-...and in the interim, vote for Democrats who'll support the war. -Demos, as opposed to mere Dems, can scare the ruling class if they're -big enough. Demos brought down a few regimes in Argentina (not that -the US government is as weak as Argentina's, of course).
The last paranthetical is the key one, since if a demo is a threat to march on the White House and Congress and bodily throw them out of office, then demos are useful, since they allow the threat to substitute for the act. Demonstrations, pickets, whatever are useful only when they do less harm to those targetted than what is threatened if demands are not met. But a demo which threatens only more demos and nothing more is an empty threat.
>Large demos
>made the Vietnam war much more of a political problem than it would
>have been otherwise.
Did it? Or did the demos get the media attention and the quiet door-knocking and convincing of the public do the real work, so that politicians were moved against the war out of both moral pressure by constituents and fear of losing their jobs? Tip O'Neil, who was the first major Democratic Congressional leader to come out against the war in late 67 noted that it was when his working class constituents started writing him letters that he moved on the war, not when the school kids were demonstrating in the streets.
>Why the either/or approach, anyway?
Because that's how it's been treated in most antiwar organizing. Lots of mobilization for demos, little for grassroots outreach. All preaching to the converted, little reaching out to the convertable.
Demos are more fun than door-knocking, so a lot of activists delude themselves that they are more effective. You go to a gathering, everyone agrees with you, it makes you feel good-- what a great succeess!

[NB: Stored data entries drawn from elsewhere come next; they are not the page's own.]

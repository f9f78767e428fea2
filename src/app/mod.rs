pub mod cli;
pub mod commands;
pub mod config;
mod context;
pub mod logging;

pub use context::AppContext;
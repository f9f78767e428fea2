use std::sync::Mutex;

use crate::domain::OutputChunk;
use crate::ports::Console;

#[derive(Debug, Clone, Copy, PartialEq, Eq)]
pub enum Level {
    Info,
    Warn,
    Error,
}

/// Console that keeps every message for assertions.
#[derive(Default)]
pub struct RecordingConsole {
    pub messages: Mutex<Vec<(Level, String)>>,
    pub output: Mutex<Vec<OutputChunk>>,
}

impl RecordingConsole {
    pub fn new() -> Self {
        Self::default()
    }

    fn at(&self, level: Level) -> Vec<String> {
        self.messages
            .lock()
            .unwrap()
            .iter()
            .filter(|(l, _)| *l == level)
            .map(|(_, m)| m.clone())
            .collect()
    }

    pub fn infos(&self) -> Vec<String> {
        self.at(Level::Info)
    }

    pub fn warnings(&self) -> Vec<String> {
        self.at(Level::Warn)
    }
}

impl Console for RecordingConsole {
    fn info(&self, message: &str) {
        self.messages.lock().unwrap().push((Level::Info, message.to_string()));
    }

    fn warn(&self, message: &str) {
        self.messages.lock().unwrap().push((Level::Warn, message.to_string()));
    }

    fn error(&self, message: &str) {
        self.messages.lock().unwrap().push((Level::Error, message.to_string()));
    }

    fn output(&self, chunk: &OutputChunk) {
        self.output.lock().unwrap().push(chunk.clone());
    }
}
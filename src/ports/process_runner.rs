use crate::domain::{AppError, CommandSpec, ProcessEvents};

/// Port for running external commands.
pub trait ProcessRunner {
    /// Start `spec` and return its event stream.
    ///
    /// Output events arrive while the child runs. The stream always ends with exactly one
    /// `Finished` event; a child that outlives its deadline is killed and reported as
    /// `TimedOut`.
    fn start(&self, spec: &CommandSpec) -> Result<ProcessEvents, AppError>;
}
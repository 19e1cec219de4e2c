//! Hit count tool for comparing search term yields

use rmcp::{handler::server::wrapper::Parameters, model::*, schemars};
use serde::{Deserialize, Serialize};
use std::collections::HashMap;
use tracing::{info, warn};

/// Count request parameters
#[derive(Debug, Deserialize, schemars::JsonSchema)]
pub struct CountRequest {
    #[schemars(description = "Search terms to count hits for, each counted independently")]
    pub search_terms: Vec<String>,
}

#[derive(Debug, Serialize)]
struct CountResponse {
    success: bool,
    counts: HashMap<String, u64>,
    #[serde(skip_serializing_if = "Option::is_none")]
    error: Option<String>,
}

/// Get the total PubMed hit count for each of several search terms
pub async fn get_pubmed_count(
    server: &super::EntrezServer,
    Parameters(params): Parameters<CountRequest>,
) -> Result<CallToolResult, ErrorData> {
    let response = if params.search_terms.is_empty() {
        CountResponse {
            success: false,
            counts: HashMap::new(),
            error: Some("No search terms provided".to_string()),
        }
    } else {
        info!(terms = ?params.search_terms, "Counting PubMed hits");
        count_all(server, &params.search_terms).await
    };

    let json = serde_json::to_string_pretty(&response).map_err(|e| ErrorData {
        code: ErrorCode(-32603),
        message: std::borrow::Cow::from(format!("Failed to serialize response: {}", e)),
        data: None,
    })?;

    Ok(CallToolResult::success(vec![Content::text(json)]))
}

async fn count_all(server: &super::EntrezServer, terms: &[String]) -> CountResponse {
    let mut counts = HashMap::new();
    for term in terms {
        match server.client.get_count(term).await {
            Ok(count) => {
                counts.insert(term.clone(), count);
            }
            Err(e) => {
                warn!(term = %term, error = %e, "Count lookup failed");
                return CountResponse {
                    success: false,
                    counts: HashMap::new(),
                    error: Some(e.to_string()),
                };
            }
        }
    }
    CountResponse {
        success: true,
        counts,
        error: None,
    }
}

I am all for voting against Dems who vote wrong on key issues. My argument is to run in the primaries to boot them, as happened to Menendez out in California over fast track, and happened regularly during the Vietnam era to pressure Congress to change their votes. When antiwar folks like Dellums were elected out of Oakland, that sent a message to other Democrats that they should change their votes on the war or they might be replaced as well.